LONDRES.- Tenía que ser con broche dorado. No había otra forma de despedirse para el nadador más espectacular y avasallador de la historia.
Michael Phelps puso fin a su gloriosa carrera el sábado con una enésima medalla olímpica de oro como parte del relevo 4x100 estilos de Estados Unidos en los Juegos Olímpicos de Londres.
La colección de medallas de Phelps es sencillamente espectacular: 18 oros y 22 en total. Aquí, en Londres, se embolsó cuatro oros -dos individuales- y dos platas.
La cuarteta de Estados Unidos, con Phelps a cargo del tramo de mariposa, cronometró 3 minutos y 29.35 segundos.
Matt Grevers se encargó de la espalda, Brendan Hansen nadó pecho y Nathan Adrian remató en libre.

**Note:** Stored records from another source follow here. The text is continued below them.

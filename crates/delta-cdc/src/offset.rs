//! Source offsets: connector position plus the tables whose DDL was already sent
//!
//! A [`SourceOffset`] is built fresh for every raw record and flattened into the
//! opaque [`Offset`] that travels with each emitted event. On restart the
//! latest acknowledged `Offset` is parsed back for duplicate suppression.

use crate::{LogPosition, RawOffset};
use delta_core::{DdlGate, DeltaError, Offset, Result, TableId};
use std::collections::BTreeSet;

const FILE_KEY: &str = "file";
const POS_KEY: &str = "pos";
const SNAPSHOT_KEY: &str = "snapshot";
const DDL_TABLES_KEY: &str = "ddl_tables";

#[derive(Debug, Clone, PartialEq, Eq)]
pub struct SourceOffset {
    position: LogPosition,
    snapshot: bool,
    ddl_sent: BTreeSet<TableId>,
}

impl SourceOffset {
    pub fn new(raw: &RawOffset, gate: &DdlGate) -> Self {
        Self {
            position: raw.position.clone(),
            snapshot: raw.snapshot,
            ddl_sent: gate.sent().clone(),
        }
    }

    pub fn position(&self) -> &LogPosition {
        &self.position
    }

    pub fn is_snapshot(&self) -> bool {
        self.snapshot
    }

    pub fn ddl_sent(&self) -> &BTreeSet<TableId> {
        &self.ddl_sent
    }

    /// True when this streaming offset is not strictly after `other`.
    ///
    /// Snapshot offsets are never before or at anything: a restarted snapshot
    /// replays tables from scratch. A streaming offset is never before or at a
    /// snapshot offset either.
    pub fn is_before_or_at(&self, other: &SourceOffset) -> bool {
        if self.snapshot || other.snapshot {
            return false;
        }
        self.position <= other.position
    }

    pub fn to_offset(&self) -> Offset {
        let tables: Vec<String> = self.ddl_sent.iter().map(TableId::to_string).collect();
        // Vec<String> always serializes
        let tables = serde_json::to_string(&tables).unwrap_or_else(|_| "[]".to_string());

        Offset::new()
            .with(FILE_KEY, self.position.file.clone())
            .with(POS_KEY, self.position.pos.to_string())
            .with(SNAPSHOT_KEY, self.snapshot.to_string())
            .with(DDL_TABLES_KEY, tables)
    }

    /// Parse an offset produced by [`SourceOffset::to_offset`].
    ///
    /// An empty offset means a cold start and yields `None`.
    pub fn from_offset(offset: &Offset) -> Result<Option<Self>> {
        if offset.is_empty() {
            return Ok(None);
        }

        let file = offset
            .get(FILE_KEY)
            .ok_or_else(|| DeltaError::InvalidOffset(format!("missing '{}'", FILE_KEY)))?;
        let pos = offset
            .get(POS_KEY)
            .ok_or_else(|| DeltaError::InvalidOffset(format!("missing '{}'", POS_KEY)))?
            .parse::<u64>()
            .map_err(|e| DeltaError::InvalidOffset(format!("bad '{}': {}", POS_KEY, e)))?;
        let snapshot = match offset.get(SNAPSHOT_KEY) {
            Some(value) => value
                .parse::<bool>()
                .map_err(|e| DeltaError::InvalidOffset(format!("bad '{}': {}", SNAPSHOT_KEY, e)))?,
            None => false,
        };

        let ddl_sent = match offset.get(DDL_TABLES_KEY) {
            Some(raw) => {
                let names: Vec<String> = serde_json::from_str(raw)?;
                names
                    .iter()
                    .map(|name| {
                        TableId::parse(name).ok_or_else(|| {
                            DeltaError::InvalidOffset(format!("bad table id '{}'", name))
                        })
                    })
                    .collect::<Result<BTreeSet<_>>>()?
            }
            None => BTreeSet::new(),
        };

        Ok(Some(Self {
            position: LogPosition::new(file, pos),
            snapshot,
            ddl_sent,
        }))
    }
}

#[cfg(test)]
mod tests {
    use super::*;

    fn streaming(pos: u64) -> SourceOffset {
        SourceOffset::new(&RawOffset::streaming("mysql-bin.000001", pos), &DdlGate::new())
    }

    fn snapshot(pos: u64) -> SourceOffset {
        SourceOffset::new(&RawOffset::snapshot("mysql-bin.000001", pos), &DdlGate::new())
    }

    #[test]
    fn test_before_or_at_is_not_strict() {
        assert!(streaming(100).is_before_or_at(&streaming(100)));
        assert!(streaming(99).is_before_or_at(&streaming(100)));
        assert!(!streaming(101).is_before_or_at(&streaming(100)));
    }

    #[test]
    fn test_record_after_log_rollover_is_new() {
        let gate = DdlGate::new();
        let latest = SourceOffset::new(&RawOffset::streaming("mysql-bin.999999", 500), &gate);
        let rolled = SourceOffset::new(&RawOffset::streaming("mysql-bin.1000000", 4), &gate);

        assert!(!rolled.is_before_or_at(&latest));
        assert!(latest.is_before_or_at(&rolled));
    }

    #[test]
    fn test_snapshot_is_never_before_or_at() {
        assert!(!snapshot(1).is_before_or_at(&streaming(100)));
        assert!(!snapshot(1).is_before_or_at(&snapshot(100)));
        // streaming data after a snapshot high-water mark is always new
        assert!(!streaming(1).is_before_or_at(&snapshot(100)));
    }

    #[test]
    fn test_offset_round_trip_keeps_ddl_tables() {
        let mut gate = DdlGate::new();
        gate.mark_sent(TableId::new("dbo", "customers"));
        gate.mark_sent(TableId::new("dbo", "orders"));
        let source = SourceOffset::new(&RawOffset::streaming("mysql-bin.000002", 4096), &gate);

        let offset = source.to_offset();
        assert_eq!(offset.get("pos"), Some("4096"));
        assert_eq!(offset.get("ddl_tables"), Some(r#"["dbo.customers","dbo.orders"]"#));

        let parsed = SourceOffset::from_offset(&offset).unwrap().unwrap();
        assert_eq!(parsed, source);
    }

    #[test]
    fn test_from_empty_offset_is_cold_start() {
        assert!(SourceOffset::from_offset(&Offset::new()).unwrap().is_none());
    }

    #[test]
    fn test_from_offset_rejects_garbage() {
        let offset = Offset::new().with("file", "mysql-bin.000001").with("pos", "abc");
        assert!(matches!(
            SourceOffset::from_offset(&offset),
            Err(DeltaError::InvalidOffset(_))
        ));

        let offset = Offset::new().with("pos", "1");
        assert!(SourceOffset::from_offset(&offset).is_err());
    }
}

Cuando Phelps se zambulló a la piscina, los estadounidenses estaban rezagados. El de Baltimore los puso al frente.
Japón se quedó con la medalla de plata con 3:31.26 para llevarse la presea de plata y Australia se quedó con el bronce al registrar 3:31.58.
Y así se bajó el telón de la natación, con Phelps siempre soberano, más campeón que nunca. Pensar que hace una semana se hablaba con términos melancólicos sobre su carrera al iniciar la justa con un magro cuarto lugar en los 400 estilos.